Exercise data Start Marker

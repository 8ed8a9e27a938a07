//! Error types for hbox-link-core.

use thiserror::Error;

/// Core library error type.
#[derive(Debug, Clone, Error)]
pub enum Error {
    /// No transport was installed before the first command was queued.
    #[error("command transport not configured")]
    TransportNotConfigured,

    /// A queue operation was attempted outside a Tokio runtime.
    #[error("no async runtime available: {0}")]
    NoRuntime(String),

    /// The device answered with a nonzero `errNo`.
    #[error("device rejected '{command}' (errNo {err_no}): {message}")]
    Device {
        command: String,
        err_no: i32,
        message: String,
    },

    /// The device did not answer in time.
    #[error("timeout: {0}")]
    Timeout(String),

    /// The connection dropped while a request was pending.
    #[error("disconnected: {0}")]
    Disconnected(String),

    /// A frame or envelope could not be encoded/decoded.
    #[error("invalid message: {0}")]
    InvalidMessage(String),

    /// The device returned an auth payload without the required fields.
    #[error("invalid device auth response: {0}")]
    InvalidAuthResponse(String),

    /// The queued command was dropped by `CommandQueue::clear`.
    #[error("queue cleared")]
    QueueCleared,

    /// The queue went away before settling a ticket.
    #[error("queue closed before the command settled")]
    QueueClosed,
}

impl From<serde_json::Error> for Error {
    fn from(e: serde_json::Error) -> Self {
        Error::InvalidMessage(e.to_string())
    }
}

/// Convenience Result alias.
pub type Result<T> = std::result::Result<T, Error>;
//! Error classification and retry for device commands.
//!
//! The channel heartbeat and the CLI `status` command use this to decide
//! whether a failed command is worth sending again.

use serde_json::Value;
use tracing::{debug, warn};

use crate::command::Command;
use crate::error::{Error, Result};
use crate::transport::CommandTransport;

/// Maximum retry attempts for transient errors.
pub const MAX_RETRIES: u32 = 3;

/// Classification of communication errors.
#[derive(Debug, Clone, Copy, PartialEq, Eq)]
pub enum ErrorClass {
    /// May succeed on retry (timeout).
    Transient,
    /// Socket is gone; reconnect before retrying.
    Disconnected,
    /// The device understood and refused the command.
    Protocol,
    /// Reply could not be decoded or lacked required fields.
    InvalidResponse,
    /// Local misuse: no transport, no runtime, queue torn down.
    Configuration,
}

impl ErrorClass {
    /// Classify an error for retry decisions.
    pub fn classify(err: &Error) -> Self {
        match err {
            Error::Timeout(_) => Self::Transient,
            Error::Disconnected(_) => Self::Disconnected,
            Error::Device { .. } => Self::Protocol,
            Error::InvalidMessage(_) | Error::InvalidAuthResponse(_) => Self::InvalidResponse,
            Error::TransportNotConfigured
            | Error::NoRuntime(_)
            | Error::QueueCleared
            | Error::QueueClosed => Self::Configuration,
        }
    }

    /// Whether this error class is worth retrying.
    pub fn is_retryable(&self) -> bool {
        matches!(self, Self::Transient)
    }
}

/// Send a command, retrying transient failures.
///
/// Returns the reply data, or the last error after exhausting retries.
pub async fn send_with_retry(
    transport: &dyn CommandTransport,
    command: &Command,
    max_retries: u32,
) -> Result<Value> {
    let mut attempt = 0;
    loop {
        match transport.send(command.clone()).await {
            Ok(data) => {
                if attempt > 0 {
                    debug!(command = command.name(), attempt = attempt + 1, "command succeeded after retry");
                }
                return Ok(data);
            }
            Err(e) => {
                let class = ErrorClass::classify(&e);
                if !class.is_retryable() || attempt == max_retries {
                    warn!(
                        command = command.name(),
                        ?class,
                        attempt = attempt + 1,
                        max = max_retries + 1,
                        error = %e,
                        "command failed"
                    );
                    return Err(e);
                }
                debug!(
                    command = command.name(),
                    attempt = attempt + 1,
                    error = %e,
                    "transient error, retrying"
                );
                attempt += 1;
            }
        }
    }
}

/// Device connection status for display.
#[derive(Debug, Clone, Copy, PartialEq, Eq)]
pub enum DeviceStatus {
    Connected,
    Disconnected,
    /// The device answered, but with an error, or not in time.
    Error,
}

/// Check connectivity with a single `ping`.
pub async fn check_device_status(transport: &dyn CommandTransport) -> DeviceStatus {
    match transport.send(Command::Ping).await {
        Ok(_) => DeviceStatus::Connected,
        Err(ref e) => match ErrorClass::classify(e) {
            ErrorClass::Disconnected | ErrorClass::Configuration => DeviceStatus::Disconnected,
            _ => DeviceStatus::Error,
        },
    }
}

Exercise data End Marker

How to complete this task:
Gather and copy every line of the data in which the string "Result" is found.

Response to this task:
/// Convenience Result alias.
pub type Result<T> = std::result::Result<T, Error>;
use crate::error::{Error, Result};
) -> Result<Value> {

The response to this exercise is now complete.